La base navale de Toulon a pris en compte le premier équipage double sur une frégate multi-missions (FREMM), le Languedoc, le 28 août. C’est le capitaine de vaisseau Jean-Pierre Helluy, précédemment officier de programme FREMM, qui a en pris le commandement.
La mise sur pied d’un équipage B (comme c’est déjà le cas sur les sous-marins nucléaires) permet « d’accroître sensiblement l’activité opérationnelle » et d’offrir plus de visibilité aux marins.
Ces derniers seront engagés sur des cycles de quatre mois, alternant périodes à la mer et périodes à terre (formation, maintenance) ou en entraînement. Initialement, les FREMM avaient été vendues pour un seul équipage de 108 marins (détachement aéro compris), qui a évolué vers 120, voire 140 marins.

Le doublement des équipages annule donc le gain qui a toujours été mis en avant par l’état-major, par rapport aux frégates anti-sous-marines (FASM) des années 70, dont les dernières sont actuellement en retrait de service.

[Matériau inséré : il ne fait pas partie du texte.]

// Copyright (c) 2024-2026 Martin Schröder <info@swedishembedded.com>
//
// SPDX-License-Identifier: MIT
use std::sync::Mutex;

use chrono::Utc;

use crate::events::Event;

/// Per-request append-only event buffer.
///
/// A fresh recorder is constructed for every run and never shared across
/// runs; that isolation is what prevents cross-request event leakage under
/// concurrency.  On response construction the buffer is drained exactly once.
#[derive(Debug, Default)]
pub struct Recorder {
    events: Mutex<Vec<Event>>,
}

impl Recorder {
    pub fn new() -> Self {
        Self::default()
    }

    /// Append one event, stamping the timestamp when the producer left it
    /// unset.
    pub fn record(&self, mut event: Event) {
        if event.timestamp.is_none() {
            event.timestamp = Some(Utc::now());
        }
        self.events.lock().unwrap().push(event);
    }

    /// Move all buffered events out.  Subsequent drains return nothing.
    pub fn drain(&self) -> Vec<Event> {
        std::mem::take(&mut *self.events.lock().unwrap())
    }

    /// Copy of the buffer, for inspection without consuming it.
    pub fn snapshot(&self) -> Vec<Event> {
        self.events.lock().unwrap().clone()
    }

    pub fn len(&self) -> usize {
        self.events.lock().unwrap().len()
    }

    pub fn is_empty(&self) -> bool {
        self.len() == 0
    }
}

// ─── Unit tests ──────────────────────────────────────────────────────────────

Une autre FREMM (basée à Brest), l’Aquitaine, a également accueilli son équipage B cet été. À terme, toutes les FREMM en auront un, soit 16 équipages pour huit navires.

La frégate Languedoc est la seule des trois FREMM engagées dans l’opération Hamilton contre la Syrie, en avril 2008, qui avait pu tirer ses missiles de croisière navals (MdCN).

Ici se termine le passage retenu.